Bacteriophage lysin-MOFs nanomaterials for treating apical periodontitis.

Enterococcus Faecalis (E. faecalis) infection is a leading cause of refractory apical periodontitis (RAP), where persistent inflammation and bone resorption contribute to poor healing outcomes. Traditional therapies often fail to effectively eradicate E. faecalis. In this study, we develop a novel nanozyme, LysPd138@ZIF-8, by synthesizing a ZIF-8 framework and encapsulated a bacteriophage lysin specific to E. faecalis. This nanozyme exhibits excellent biocompatibility, targeted antibacterial activity, and sustained drug release. Antibacterial assays demonstrate superior efficacy in eliminating E. faecalis, including biofilm-related bacteria.
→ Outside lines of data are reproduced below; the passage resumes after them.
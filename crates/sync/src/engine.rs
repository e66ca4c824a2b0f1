use std::collections::BTreeSet;

use tokens_model::{FileId, Token, TokenStore};
use tokens_protocol::{SkippedRecord, SyncSummary};

use crate::apply::{apply, ApplyOutcome};
use crate::config::{ResolvedRoute, SyncConfig};
use crate::diff::DiffReport;
use crate::differ::{rejected_report, Differ};
use crate::error::Result;
use crate::source::SourceSet;

/// Result of one sync run over an in-memory package tree
#[derive(Debug, Clone, PartialEq)]
pub struct SyncOutcome {
    pub store: TokenStore,
    pub report: DiffReport,
    pub touched: BTreeSet<FileId>,
    pub skipped_records: Vec<SkippedRecord>,
}

impl SyncOutcome {
    /// Repository-relative paths of the JSON files that changed
    pub fn updated_files(&self) -> Vec<String> {
        self.touched.iter().map(FileId::repo_rel_path).collect()
    }

    pub fn summary(&self, dry_run: bool) -> SyncSummary {
        SyncSummary {
            dry_run,
            changes: self.report.diff.counts(),
            unchanged: self.report.diff.unchanged.len(),
            updated_files: self.updated_files(),
            skipped_collections: self.report.skipped.clone(),
            skipped_records: self.skipped_records.clone(),
            warnings: self.report.warnings.clone(),
            io_errors: Vec::new(),
        }
    }
}

/// Diff and merge driver for a validated [`SyncConfig`]
#[derive(Debug, Clone)]
pub struct SyncEngine {
    config: SyncConfig,
}

impl SyncEngine {
    pub fn new(config: SyncConfig) -> Result<Self> {
        config.validate()?;
        Ok(Self { config })
    }

    pub fn config(&self) -> &SyncConfig {
        &self.config
    }

    /// Classify without applying
    pub fn diff(&self, source: &SourceSet, store: &TokenStore) -> DiffReport {
        Differ::new(&self.config, store).diff(source)
    }

    /// Diff and apply in two passes: primitive collections first, then the
    /// rest against the updated primitives, so semantic leaves compare
    /// against the values they will actually resolve to.
    pub fn run(&self, source: &SourceSet, store: &TokenStore) -> SyncOutcome {
        let mut report = rejected_report(source);
        let mut primitives = Vec::new();
        let mut others = Vec::new();
        for (name, collection) in source.collections() {
            match self.config.route(name) {
                Ok(route) if route.kind.is_primitive() => primitives.push((route, collection)),
                Ok(route) => others.push((route, collection)),
                Err(skipped) => {
                    log::info!("Skipping collection {name} ({:?})", skipped.reason);
                    report.skipped.push(skipped);
                }
            }
        }

        let mut applied = ApplyOutcome {
            store: store.clone(),
            ..ApplyOutcome::default()
        };
        for batch in [primitives, others] {
            let pass = self.diff_routes(&batch, &applied.store);
            let outcome = apply(&pass.diff, &applied.store, &self.config);
            applied.absorb(outcome);
            report.extend(pass);
        }

        let counts = report.diff.counts();
        log::info!(
            "Sync: {} added, {} modified, {} removed across {} file(s)",
            counts.added,
            counts.modified,
            counts.removed,
            applied.touched.len()
        );
        SyncOutcome {
            store: applied.store,
            report,
            touched: applied.touched,
            skipped_records: applied.skipped,
        }
    }

    fn diff_routes(&self, routes: &[(ResolvedRoute, &Token)], store: &TokenStore) -> DiffReport {
        let differ = Differ::new(&self.config, store);
        let mut report = DiffReport::default();
        for (route, collection) in routes {
            report.extend(differ.diff_route(route, collection));
        }
        report
    }
}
Alkaline phosphatase (ALP) and Alizarin Red S (ARS) staining confirm that LysPd138@ZIF-8 promotes osteogenesis, while Quantitative PCR (qPCR) analysis show upregulation of osteogenesis-related genes in osteoblasts. Ex vivo tooth experiments further validate its antibacterial efficacy against E. faecalis within complex dental structures. In a mouse model of apical periodontitis, treatment with LysPd138@ZIF-8 effectively clear E. faecalis from the pulp, reduce bone resorption as observed via CT imaging, and significantly inhibit periapical inflammation as evidenced by histological staining. In conclusion, LysPd138@ZIF-8 represents a promising therapeutic strategy for refractory apical periodontitis, combining potent antibacterial efficacy against E. faecalis with osteogenic properties for enhanced clinical management of this challenging condition.